Gastroenterology Coding Alert

READER QUESTIONS:

Watch for 'Add-Ons' During Remicade Sessions

Question: An established patient with a plan of care in place for his Crohn's disease of the ileum reports to the gastroenterologist for a Remicade infusion. The infusion started at 10:00 a.m. and ended at 11:42. The patient reported nausea during the infusion, so the gastroenterologist administered 200 mg of Benadryl from 10:41 to 10:52. How should I report this encounter?

North Carolina Subscriber

Answer: This claim has a lot of moving parts; you can code for both the Remicade and the Benadryl administrations. Because your Benadryl infusion time was so short, however, you should not report an infusion code for that service.

Follow this two-step guidance on how to ethically maximize this claim:

Step 1 -- Remicade: The total infusion time for the Remicade treatment was an hour and 42 minutes. Represent this time with the following:

• 96413 (Chemotherapy administration, intravenous infusion technique; up to 1 hour, single or initial substance/drug) for the first hour

• +96415 (... each additional hour [List separately in addition to code for primary procedure]) for the remaining 42 minutes

• 555.0 (Regional enteritis; small intestine) linked to 96413 and +96415 to represent the patient's condition

• J1745 (Injection, infliximab, 10 mg) x 20 for the supply of Remicade.
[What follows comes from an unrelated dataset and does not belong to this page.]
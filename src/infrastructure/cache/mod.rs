//! Answer cache

mod answer_cache;

pub use answer_cache::{normalize_question, AnswerCache, AnswerCacheConfig};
Step 2 -- Benadryl: Payers will allow separate codes for any antiemetics the gastroenterologist provides during Remicade infusions. Since the Benadryl infusion took less than 15 minutes, however, you should consider it a push and report +96375 (Therapeutic, prophylactic, or diagnostic injection [specify substance or drug]; each additional sequential intravenous push of a new substance/drug [List separately in addition to code for primary procedure]) with 555.0 attached. Also, report J1200 (Injection, diphenhydramine HCl, up to 50 mg) for the Benadryl supply.